Neighborhood Register by Marcus Jackson
Neighborhood Register
by Marcus Jackson
CavanKerry Press
For his freshman collection of poems, Neighborhood Register, Marcus Jackson eloquently establishes a time and place: the American Rust Belt of his adolescence during the late twentieth century. He takes readers back to a time when “morning light / caught in your curls like barbwire,” when pagers were popular and eighth-grade English seemed pointless. Jackson ends the collection with his escape to college in New York City after graduating from high school.
Although the collection is presented as autobiographical, Jackson’s poems are not confined to his own experiences. For example, some of the poems predate Jackson’s birth and awareness, such as “Freshman Audition,” an homage to his mother when she was younger, and “Escape, 1961,” a look into his father’s affair and second family.
Jackson creates a positive identity as a young man growing up in a run-down neighborhood. He offers deep meditations on the everyday on the seamier side of the tracks, defending blunts, 40s, double negatives, and stolen cars, and giving them new insight. For instance, he ends his poem “Heartbeat by Way of a Blunt”—about getting high—with profundity and grace:
wallpaper breaks
an atom at a time from its glue;
your heart is a fist
something has tricked
to knock a century on the same door.
Jackson’s language is fresh and commanding. In “Speech Therapy” he asserts, “Ain’t nothing wrong with double negatives.” He argues:
You breathe better
when your throat’s welcome
to untunnel
the no’s and not’s that stockpile
during even a week a’ heartbeat.
The alliterations, rhythms, internal rhymes, and sound in his work demonstrate that Jackson is clearly a poet in tune with language. Language itself becomes the focus of his poetry at times; in “Eighth Grade Grammar,” Jackson lauds his English teacher, Mr. Bernard, asking,
How would we have known
to merit . . .
a man assigned to somehow
recouple the muddled
boxcars of our clauses,
to remeter our words
so the world might better hear us?
Not only does Jackson appreciate language and those who fight for it, he also attacks those who condemn poetry that he believes is worthwhile. “Poet’s Condolences to Critics” begins sarcastically with
Complete pity
your delicate skin forbids you
from the June sun strumming
every atom in this public park.
In this and other poems, his thick sarcasm, wit, and passion sing of a life he loves. This includes a love for his community; in “Ode to Kool-Aid,” Jackson discusses the drink’s various uses within his world, where Sandra from ninth grade “employed a jug of Black Cherry / to dye her straightened / bangs burgundy” and when “Granddad takes out his teeth / to make more mouth to admit [Kool-Aid].” He uses the first-person plural to tie himself to this communal consumption of Kool-Aid:
We need factory-crafted packets,
unpronounceable ingredients
a logo cute enough to hug,
a drink unnaturally sweet
This shared experience, albeit potentially hazardous to one’s health, is gladly imparted to readers.

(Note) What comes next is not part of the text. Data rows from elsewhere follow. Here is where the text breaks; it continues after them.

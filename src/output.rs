// 该文件是 Yaoshi （药识） 项目的一部分。
// src/output.rs - 结果输出
//
// 本文件根据 Apache 许可证第 2.0 版（以下简称“许可证”）授权使用；
// 除非遵守该许可证条款，否则您不得使用本文件。
// 您可通过以下网址获取许可证副本：
// http://www.apache.org/licenses/LICENSE-2.0
// 除非适用法律要求或书面同意，根据本许可协议分发的软件均按“原样”提供，
// 不附带任何形式的明示或暗示的保证或条件。
// 有关许可权限与限制的具体条款，请参阅本许可协议。
//
// Copyright (C) 2026 Johann Li <me@qinka.pro>, Wareless Group

use tracing::info;

use crate::decode::Prediction;

pub trait Render: Sized {
  type Error;
  fn render_result(&self, prediction: &Prediction) -> Result<(), Self::Error>;
  fn render_failure(&self, message: &str) -> Result<(), Self::Error>;
}

/// 界面展示的药品标签文本
pub fn label_text(prediction: &Prediction) -> String {
  format!("Medicine: {}", prediction.class_id)
}

/// 界面展示的置信度文本，百分比保留两位小数
pub fn confidence_text(prediction: &Prediction) -> String {
  format!("Confidence: {:.2}", prediction.confidence * 100.0)
}

/// 控制台输出：把预测结果或失败状态写到标准输出。
/// 任何失败路径都必须落在一个可观察的输出状态上。
#[derive(Debug, Default)]
pub struct ConsoleOutput;

impl Render for ConsoleOutput {
  type Error = std::io::Error;

  fn render_result(&self, prediction: &Prediction) -> Result<(), Self::Error> {
    info!("展示预测结果");
    println!("{}", label_text(prediction));
    println!("{}", confidence_text(prediction));
    Ok(())
  }

  fn render_failure(&self, message: &str) -> Result<(), Self::Error> {
    println!("识别失败: {}", message);
    Ok(())
  }
}

#[cfg(test)]
mod tests {
  use super::*;

  #[test]
  fn label_text_matches_ui_format() {
    let prediction = Prediction {
      class_id: 3,
      confidence: 0.9,
    };
    assert_eq!(label_text(&prediction), "Medicine: 3");
  }

  #[test]
  fn confidence_text_is_percentage_with_two_decimals() {
    let prediction = Prediction {
      class_id: 0,
      confidence: 0.9,
    };
    assert_eq!(confidence_text(&prediction), "Confidence: 90.00");

    let low = Prediction {
      class_id: 0,
      confidence: 0.12345,
    };
    assert_eq!(confidence_text(&low), "Confidence: 12.35");
  }
}
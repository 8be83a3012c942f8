// 该文件是 Yaoshi （药识） 项目的一部分。
// src/input.rs - 图像输入
//
// 本文件根据 Apache 许可证第 2.0 版（以下简称“许可证”）授权使用；
// 除非遵守该许可证条款，否则您不得使用本文件。
// 您可通过以下网址获取许可证副本：
// http://www.apache.org/licenses/LICENSE-2.0
// 除非适用法律要求或书面同意，根据本许可协议分发的软件均按“原样”提供，
// 不附带任何形式的明示或暗示的保证或条件。
// 有关许可权限与限制的具体条款，请参阅本许可协议。
//
// Copyright (C) 2026 Johann Li <me@qinka.pro>, Wareless Group

use thiserror::Error;

use crate::{FromUrl, frame::Frame};

#[cfg(feature = "read_image_file")]
mod read_image_file;
#[cfg(feature = "read_image_file")]
pub use self::read_image_file::{ImageFileInput, ImageFileInputError};

#[cfg(feature = "v4l_capture")]
mod v4l_capture;
#[cfg(feature = "v4l_capture")]
pub use self::v4l_capture::{V4lCapture, V4lCaptureError};

#[derive(Error, Debug)]
pub enum InputError {
  #[cfg(feature = "read_image_file")]
  #[error("图像文件输入错误: {0}")]
  ImageFileInputError(#[from] ImageFileInputError),
  #[cfg(feature = "v4l_capture")]
  #[error("摄像头捕获错误: {0}")]
  V4lCaptureError(#[from] V4lCaptureError),
  #[error("URI 方案不匹配")]
  SchemeMismatch,
}

/// 统一的捕获输入：核心流水线只消费已实现的帧，
/// 不直接接触预览流。
pub enum InputWrapper {
  #[cfg(feature = "read_image_file")]
  ImageFile(ImageFileInput),
  #[cfg(feature = "v4l_capture")]
  V4lCapture(V4lCapture),
}

impl FromUrl for InputWrapper {
  type Error = InputError;

  fn from_url(url: &url::Url) -> Result<Self, Self::Error> {
    #[cfg(feature = "read_image_file")]
    {
      use crate::FromUrlWithScheme;

      if url.scheme() == ImageFileInput::SCHEME {
        let input = ImageFileInput::from_url(url)?;
        return Ok(InputWrapper::ImageFile(input));
      }
    }
    #[cfg(feature = "v4l_capture")]
    {
      use crate::FromUrlWithScheme;

      if url.scheme() == V4lCapture::SCHEME {
        let input = V4lCapture::from_url(url)?;
        return Ok(InputWrapper::V4lCapture(input));
      }
    }
    Err(InputError::SchemeMismatch)
  }
}

impl InputWrapper {
  /// 捕获一帧已实现的图像
  pub fn grab(&mut self) -> Result<Frame, InputError> {
    match self {
      #[cfg(feature = "read_image_file")]
      InputWrapper::ImageFile(input) => input.grab().map_err(InputError::from),
      #[cfg(feature = "v4l_capture")]
      InputWrapper::V4lCapture(input) => input.grab().map_err(InputError::from),
    }
  }
}
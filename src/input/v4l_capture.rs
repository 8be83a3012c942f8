// 该文件是 Yaoshi （药识） 项目的一部分。
// src/input/v4l_capture.rs - V4L2 摄像头单帧捕获
//
// 本文件根据 Apache 许可证第 2.0 版（以下简称“许可证”）授权使用；
// 除非遵守该许可证条款，否则您不得使用本文件。
// 您可通过以下网址获取许可证副本：
// http://www.apache.org/licenses/LICENSE-2.0
// 除非适用法律要求或书面同意，根据本许可协议分发的软件均按“原样”提供，
// 不附带任何形式的明示或暗示的保证或条件。
// 有关许可权限与限制的具体条款，请参阅本许可协议。
//
// Copyright (C) 2026 Johann Li <me@qinka.pro>, Wareless Group

use std::pin::Pin;

use image::RgbImage;
use thiserror::Error;
use tracing::{debug, error};
use url::Url;
use v4l::FourCC;
use v4l::buffer::Type;
use v4l::io::mmap::Stream;
use v4l::io::traits::CaptureStream;
use v4l::prelude::*;
use v4l::video::Capture;

use crate::{
  FromUrl, FromUrlWithScheme,
  frame::{Frame, FrameError},
};

// 曝光、白平衡需要几帧才稳定，捕获前先丢弃这些帧
const WARMUP_FRAMES: usize = 3;

#[derive(Error, Debug)]
pub enum V4lCaptureError {
  #[error("URI 方案不匹配")]
  SchemeMismatch,
  #[error("I/O 错误: {0}")]
  IoError(#[from] std::io::Error),
  #[error("无法创建 RGB 图像")]
  InvalidBuffer,
  #[error("图像无效: {0}")]
  InvalidImage(#[from] FrameError),
}

/// V4L2 摄像头单帧捕获。
///
/// 由于 v4l 库的 Stream 需要引用 Device，我们使用 Pin<Box> 来保证
/// Device 的内存地址稳定，从而可以安全地创建引用它的 Stream。
pub struct V4lCapture {
  /// V4L2 设备（使用 Pin<Box> 固定内存位置）
  device: Pin<Box<Device>>,
  /// 捕获流（生命周期与 device 关联）
  stream: Option<Stream<'static>>,
  /// 帧索引
  frame_index: u64,
  /// 视频宽度
  width: u32,
  /// 视频高度
  height: u32,
}

impl FromUrlWithScheme for V4lCapture {
  const SCHEME: &'static str = "v4l2";
}

impl FromUrl for V4lCapture {
  type Error = V4lCaptureError;

  fn from_url(url: &Url) -> Result<Self, Self::Error> {
    if url.scheme() != Self::SCHEME {
      error!(
        "URI 方案不匹配: 期望 '{}', 实际 '{}'",
        Self::SCHEME,
        url.scheme()
      );
      return Err(V4lCaptureError::SchemeMismatch);
    }

    let device_path = if url.path().is_empty() {
      "/dev/video0"
    } else {
      url.path()
    };

    V4lCapture::open(device_path)
  }
}

impl V4lCapture {
  pub fn open(device_path: &str) -> Result<Self, V4lCaptureError> {
    let device = Box::pin(Device::with_path(device_path)?);

    // 设置视频格式
    let mut format = device.format()?;
    format.width = 1280;
    format.height = 720;
    format.fourcc = FourCC::new(b"YUYV");
    let format = device.set_format(&format)?;
    debug!("摄像头格式: {}x{} {}", format.width, format.height, format.fourcc);

    let width = format.width;
    let height = format.height;

    let mut capture = Self {
      device,
      stream: None,
      frame_index: 0,
      width,
      height,
    };

    // 创建捕获流
    // SAFETY: device 被 Pin<Box> 固定，不会移动，所以引用始终有效
    // Stream 的生命周期通过 capture 的 Drop 来管理
    let device_ref: &Device = &capture.device;
    let stream = unsafe {
      // 将设备引用的生命周期延长到 'static
      // 这是安全的，因为:
      // 1. device 被 Pin<Box> 固定在堆上，不会移动
      // 2. stream 存储在同一个结构体中，会在 device 之前被 drop
      // 3. Drop 顺序：stream (Option::take) -> device
      let device_static: &'static Device = std::mem::transmute(device_ref);
      Stream::with_buffers(device_static, Type::VideoCapture, 4)?
    };

    capture.stream = Some(stream);
    Ok(capture)
  }

  /// 捕获一帧已实现的图像。
  ///
  /// 核心流水线只消费这里返回的帧，从不直接接触预览流。
  pub fn grab(&mut self) -> Result<Frame, V4lCaptureError> {
    let stream = self
      .stream
      .as_mut()
      .ok_or(V4lCaptureError::InvalidBuffer)?;

    for _ in 0..WARMUP_FRAMES {
      let _ = stream.next()?;
    }

    let (buffer, _meta) = stream.next()?;
    let rgb_data = yuyv_to_rgb(buffer, self.width, self.height);

    let image = RgbImage::from_raw(self.width, self.height, rgb_data)
      .ok_or(V4lCaptureError::InvalidBuffer)?;

    let frame = Frame::new(image, self.frame_index)?;
    self.frame_index += 1;
    Ok(frame)
  }

  pub fn width(&self) -> u32 {
    self.width
  }

  pub fn height(&self) -> u32 {
    self.height
  }
}

impl Drop for V4lCapture {
  fn drop(&mut self) {
    // 确保 stream 在 device 之前被 drop
    self.stream.take();
  }
}

/// 将 YUYV 格式转换为 RGB
fn yuyv_to_rgb(yuyv: &[u8], width: u32, height: u32) -> Vec<u8> {
  let mut rgb = Vec::with_capacity((width * height * 3) as usize);

  for chunk in yuyv.chunks(4) {
    if chunk.len() < 4 {
      break;
    }

    let y0 = chunk[0] as f32;
    let u = chunk[1] as f32 - 128.0;
    let y1 = chunk[2] as f32;
    let v = chunk[3] as f32 - 128.0;

    // 第一个像素
    let r = (y0 + 1.402 * v).clamp(0.0, 255.0) as u8;
    let g = (y0 - 0.344 * u - 0.714 * v).clamp(0.0, 255.0) as u8;
    let b = (y0 + 1.772 * u).clamp(0.0, 255.0) as u8;
    rgb.extend_from_slice(&[r, g, b]);

    // 第二个像素
    let r = (y1 + 1.402 * v).clamp(0.0, 255.0) as u8;
    let g = (y1 - 0.344 * u - 0.714 * v).clamp(0.0, 255.0) as u8;
    let b = (y1 + 1.772 * u).clamp(0.0, 255.0) as u8;
    rgb.extend_from_slice(&[r, g, b]);
  }

  rgb
}

#[cfg(test)]
mod tests {
  use super::*;

  #[test]
  fn rejects_foreign_scheme() {
    let url = Url::parse("image:///dev/video0").unwrap();
    assert!(matches!(
      V4lCapture::from_url(&url),
      Err(V4lCaptureError::SchemeMismatch)
    ));
  }

  #[test]
  fn yuyv_conversion_keeps_pixel_count() {
    // 2x2 的 YUYV 帧占 8 字节，转换后应得 4 个 RGB 像素
    let yuyv = [128u8; 8];
    let rgb = yuyv_to_rgb(&yuyv, 2, 2);
    assert_eq!(rgb.len(), 2 * 2 * 3);
  }

  #[test]
  fn yuyv_gray_midpoint_maps_to_gray() {
    // Y=128, U=V=128 是中性灰
    let rgb = yuyv_to_rgb(&[128, 128, 128, 128], 2, 1);
    assert_eq!(rgb, vec![128, 128, 128, 128, 128, 128]);
  }
}
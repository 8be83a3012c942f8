// 该文件是 Yaoshi （药识） 项目的一部分。
// src/lib.rs - 库主文件
//
// 本文件根据 Apache 许可证第 2.0 版（以下简称“许可证”）授权使用；
// 除非遵守该许可证条款，否则您不得使用本文件。
// 您可通过以下网址获取许可证副本：
// http://www.apache.org/licenses/LICENSE-2.0
// 除非适用法律要求或书面同意，根据本许可协议分发的软件均按“原样”提供，
// 不附带任何形式的明示或暗示的保证或条件。
// 有关许可权限与限制的具体条款，请参阅本许可协议。
//
// Copyright (C) 2026 Johann Li <me@qinka.pro>, Wareless Group

pub mod decode;
pub mod encode;
pub mod frame;
pub mod input;
pub mod model;
pub mod output;
pub mod task;

pub trait FromUrl {
  type Error;
  fn from_url(url: &url::Url) -> Result<Self, Self::Error>
  where
    Self: Sized;
}

pub trait FromUrlWithScheme: FromUrl {
  const SCHEME: &'static str;
}
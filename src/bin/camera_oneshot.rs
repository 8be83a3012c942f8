// 该文件是 Yaoshi （药识） 项目的一部分。
// src/bin/camera_oneshot.rs - 摄像头单帧识别
//
// 本文件根据 Apache 许可证第 2.0 版（以下简称“许可证”）授权使用；
// 除非遵守该许可证条款，否则您不得使用本文件。
// 您可通过以下网址获取许可证副本：
// http://www.apache.org/licenses/LICENSE-2.0
// 除非适用法律要求或书面同意，根据本许可协议分发的软件均按“原样”提供，
// 不附带任何形式的明示或暗示的保证或条件。
// 有关许可权限与限制的具体条款，请参阅本许可协议。
//
// Copyright (C) 2026 Johann Li <me@qinka.pro>, Wareless Group

use anyhow::{Result, anyhow};
use clap::Parser;
use tracing::info;
use url::Url;

use yaoshi::{
  FromUrl,
  decode::Decoder,
  encode::Encoder,
  input::V4lCapture,
  model::{MedinetBuilder, ModelSpec},
  output::{ConsoleOutput, Render},
  task::Dispatcher,
};

/// 摄像头单帧识别参数
#[derive(Parser, Debug)]
#[command(author, version, about, long_about = None)]
pub struct Args {
  /// 模型路径（medinet://{path}）
  #[arg(long, value_name = "MODEL")]
  pub model: Url,

  /// 摄像头设备（v4l2://{device}）
  #[arg(long, default_value = "v4l2:///dev/video0", value_name = "DEVICE")]
  pub camera: Url,

  /// 解码使用的类别行
  #[arg(long, default_value = "0", value_name = "ROW")]
  pub class_row: usize,
}

fn main() -> Result<()> {
  tracing_subscriber::fmt::init();

  let args = Args::parse();

  info!("模型文件路径: {}", args.model);
  info!("摄像头设备: {}", args.camera);

  let spec = ModelSpec::default();
  let model = MedinetBuilder::from_url(&args.model)?
    .spec(spec.clone())
    .build()?;

  let mut camera = V4lCapture::from_url(&args.camera)?;
  info!("摄像头已打开: {}x{}", camera.width(), camera.height());

  let frame = camera.grab()?;
  info!("捕获完成，第 {} 帧", frame.index());

  let (dispatcher, events) = Dispatcher::new(model, Encoder::new(&spec), Decoder::new(args.class_row));
  let generation = dispatcher.submit(frame);
  let output = ConsoleOutput;

  for event in events {
    if event.generation != generation {
      continue;
    }
    return match event.outcome {
      Ok(prediction) => {
        output.render_result(&prediction)?;
        Ok(())
      }
      Err(e) => {
        output.render_failure(&e.to_string())?;
        Err(anyhow!("识别失败: {}", e))
      }
    };
  }

  Err(anyhow!("工作线程未返回结果"))
}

Jackson’s collection includes many other odes as well: “Ode to the Scholarship,” “Ode to Last Call,” “Ode to the Hater.” In fact, nearly every poem in the book celebrates the reality of life at hand, his own and his community’s.
Neighborhood Register is an account of empowerment in spite of poverty, family turmoil, and decay. The book is a testament to how life can thrive, how folks can, as he puts it in a poem set in a Columbia College Students of Color bowling party after his arrival in New York, “aim between gutters.”